• Assignment:
For the listing below, show each line that includes the string "collect".

• Data supplied:
--- START ---
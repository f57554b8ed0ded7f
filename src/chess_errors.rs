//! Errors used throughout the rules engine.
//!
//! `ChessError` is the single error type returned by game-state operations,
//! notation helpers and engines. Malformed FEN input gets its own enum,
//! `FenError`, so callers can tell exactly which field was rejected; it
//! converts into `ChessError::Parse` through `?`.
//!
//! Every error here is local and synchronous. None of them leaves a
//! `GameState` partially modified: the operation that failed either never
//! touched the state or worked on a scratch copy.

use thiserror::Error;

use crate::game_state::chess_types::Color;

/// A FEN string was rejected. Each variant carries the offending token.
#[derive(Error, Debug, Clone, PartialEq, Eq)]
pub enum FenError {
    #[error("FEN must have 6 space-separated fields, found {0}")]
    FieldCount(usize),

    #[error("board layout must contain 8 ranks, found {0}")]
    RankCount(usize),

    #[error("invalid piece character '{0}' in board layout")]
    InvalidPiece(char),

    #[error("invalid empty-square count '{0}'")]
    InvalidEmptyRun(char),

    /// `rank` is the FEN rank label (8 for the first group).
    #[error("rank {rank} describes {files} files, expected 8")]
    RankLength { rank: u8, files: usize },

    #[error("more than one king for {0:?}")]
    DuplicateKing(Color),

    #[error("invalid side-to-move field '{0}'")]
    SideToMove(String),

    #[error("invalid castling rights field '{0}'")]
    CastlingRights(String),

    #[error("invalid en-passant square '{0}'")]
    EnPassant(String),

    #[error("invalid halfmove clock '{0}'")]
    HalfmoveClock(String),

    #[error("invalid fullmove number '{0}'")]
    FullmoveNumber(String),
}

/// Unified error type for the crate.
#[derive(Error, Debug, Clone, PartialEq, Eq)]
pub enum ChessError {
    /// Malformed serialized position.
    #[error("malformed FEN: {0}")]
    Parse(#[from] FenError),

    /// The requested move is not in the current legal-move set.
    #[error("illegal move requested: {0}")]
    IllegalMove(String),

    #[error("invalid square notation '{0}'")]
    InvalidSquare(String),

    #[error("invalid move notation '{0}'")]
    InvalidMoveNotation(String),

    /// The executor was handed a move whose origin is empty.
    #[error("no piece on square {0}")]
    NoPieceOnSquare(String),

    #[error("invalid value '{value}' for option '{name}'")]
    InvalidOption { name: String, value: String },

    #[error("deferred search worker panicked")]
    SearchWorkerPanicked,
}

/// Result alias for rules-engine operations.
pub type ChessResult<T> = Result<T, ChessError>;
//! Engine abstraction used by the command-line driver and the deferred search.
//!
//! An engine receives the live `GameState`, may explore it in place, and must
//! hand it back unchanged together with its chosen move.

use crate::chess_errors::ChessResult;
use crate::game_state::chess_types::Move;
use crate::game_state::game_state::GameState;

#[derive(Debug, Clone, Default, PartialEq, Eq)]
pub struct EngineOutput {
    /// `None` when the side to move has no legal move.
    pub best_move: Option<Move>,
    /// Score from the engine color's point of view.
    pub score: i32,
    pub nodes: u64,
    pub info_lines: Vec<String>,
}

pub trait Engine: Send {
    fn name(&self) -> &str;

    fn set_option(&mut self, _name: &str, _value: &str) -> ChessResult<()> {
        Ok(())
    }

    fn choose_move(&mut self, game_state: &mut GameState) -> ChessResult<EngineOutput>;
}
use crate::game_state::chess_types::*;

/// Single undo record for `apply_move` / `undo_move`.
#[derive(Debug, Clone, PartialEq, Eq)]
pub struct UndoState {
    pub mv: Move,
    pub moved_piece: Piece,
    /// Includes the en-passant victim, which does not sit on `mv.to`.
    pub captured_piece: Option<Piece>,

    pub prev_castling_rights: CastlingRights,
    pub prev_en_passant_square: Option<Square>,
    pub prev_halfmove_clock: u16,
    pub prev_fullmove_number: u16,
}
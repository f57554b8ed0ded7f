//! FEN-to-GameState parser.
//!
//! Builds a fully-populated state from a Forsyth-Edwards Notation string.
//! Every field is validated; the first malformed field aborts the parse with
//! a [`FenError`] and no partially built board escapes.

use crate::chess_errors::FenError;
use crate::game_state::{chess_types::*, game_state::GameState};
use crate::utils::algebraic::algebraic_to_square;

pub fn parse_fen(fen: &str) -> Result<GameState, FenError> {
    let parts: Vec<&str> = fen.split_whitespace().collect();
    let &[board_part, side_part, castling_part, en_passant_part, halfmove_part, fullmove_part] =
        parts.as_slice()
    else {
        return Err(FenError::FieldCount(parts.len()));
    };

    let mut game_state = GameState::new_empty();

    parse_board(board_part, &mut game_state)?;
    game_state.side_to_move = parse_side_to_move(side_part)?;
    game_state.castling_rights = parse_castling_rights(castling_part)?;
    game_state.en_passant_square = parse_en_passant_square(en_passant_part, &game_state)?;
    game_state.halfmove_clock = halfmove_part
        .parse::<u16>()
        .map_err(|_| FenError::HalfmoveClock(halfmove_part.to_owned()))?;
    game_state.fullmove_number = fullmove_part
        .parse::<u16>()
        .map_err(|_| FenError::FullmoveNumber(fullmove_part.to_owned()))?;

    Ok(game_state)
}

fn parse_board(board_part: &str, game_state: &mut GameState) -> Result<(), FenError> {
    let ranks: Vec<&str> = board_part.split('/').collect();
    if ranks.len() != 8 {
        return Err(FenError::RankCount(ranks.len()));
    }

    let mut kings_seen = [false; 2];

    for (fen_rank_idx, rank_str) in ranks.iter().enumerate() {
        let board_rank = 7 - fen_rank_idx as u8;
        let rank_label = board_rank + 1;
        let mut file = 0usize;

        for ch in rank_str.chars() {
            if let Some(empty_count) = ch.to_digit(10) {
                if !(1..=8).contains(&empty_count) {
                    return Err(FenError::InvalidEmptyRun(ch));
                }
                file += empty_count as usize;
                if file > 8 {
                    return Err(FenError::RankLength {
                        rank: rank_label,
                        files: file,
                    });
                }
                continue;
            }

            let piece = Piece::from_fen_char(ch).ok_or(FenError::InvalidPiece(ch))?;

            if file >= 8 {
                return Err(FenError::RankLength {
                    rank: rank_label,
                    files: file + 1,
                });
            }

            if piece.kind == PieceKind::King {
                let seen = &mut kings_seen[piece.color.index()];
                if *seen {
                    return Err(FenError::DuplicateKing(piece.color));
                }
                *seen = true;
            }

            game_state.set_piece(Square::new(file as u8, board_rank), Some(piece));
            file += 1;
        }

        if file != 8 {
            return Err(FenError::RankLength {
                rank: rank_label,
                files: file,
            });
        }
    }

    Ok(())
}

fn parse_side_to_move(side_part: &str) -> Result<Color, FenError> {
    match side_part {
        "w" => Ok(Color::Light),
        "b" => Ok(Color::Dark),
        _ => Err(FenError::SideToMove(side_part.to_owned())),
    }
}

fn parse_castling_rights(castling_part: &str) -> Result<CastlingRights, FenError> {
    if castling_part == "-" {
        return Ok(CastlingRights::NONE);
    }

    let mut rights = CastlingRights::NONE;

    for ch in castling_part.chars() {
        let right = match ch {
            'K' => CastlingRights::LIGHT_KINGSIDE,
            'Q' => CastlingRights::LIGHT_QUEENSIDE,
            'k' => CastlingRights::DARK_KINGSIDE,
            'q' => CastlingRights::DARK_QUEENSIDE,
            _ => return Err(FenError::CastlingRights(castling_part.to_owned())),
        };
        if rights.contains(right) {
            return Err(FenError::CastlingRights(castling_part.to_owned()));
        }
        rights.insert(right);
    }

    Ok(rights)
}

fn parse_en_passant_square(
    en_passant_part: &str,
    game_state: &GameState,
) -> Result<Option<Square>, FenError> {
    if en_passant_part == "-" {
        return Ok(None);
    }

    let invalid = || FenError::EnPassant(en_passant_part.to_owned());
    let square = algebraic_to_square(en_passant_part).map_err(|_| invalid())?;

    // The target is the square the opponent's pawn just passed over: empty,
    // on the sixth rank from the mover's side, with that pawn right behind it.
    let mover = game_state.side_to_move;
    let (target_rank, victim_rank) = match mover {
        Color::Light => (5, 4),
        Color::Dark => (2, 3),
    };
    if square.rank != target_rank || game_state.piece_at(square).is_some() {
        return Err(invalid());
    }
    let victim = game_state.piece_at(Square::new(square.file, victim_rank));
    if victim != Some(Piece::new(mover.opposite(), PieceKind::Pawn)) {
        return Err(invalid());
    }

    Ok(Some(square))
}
--- END ---
• Answer to this task:
    let parts: Vec<&str> = fen.split_whitespace().collect();
    let ranks: Vec<&str> = board_part.split('/').collect();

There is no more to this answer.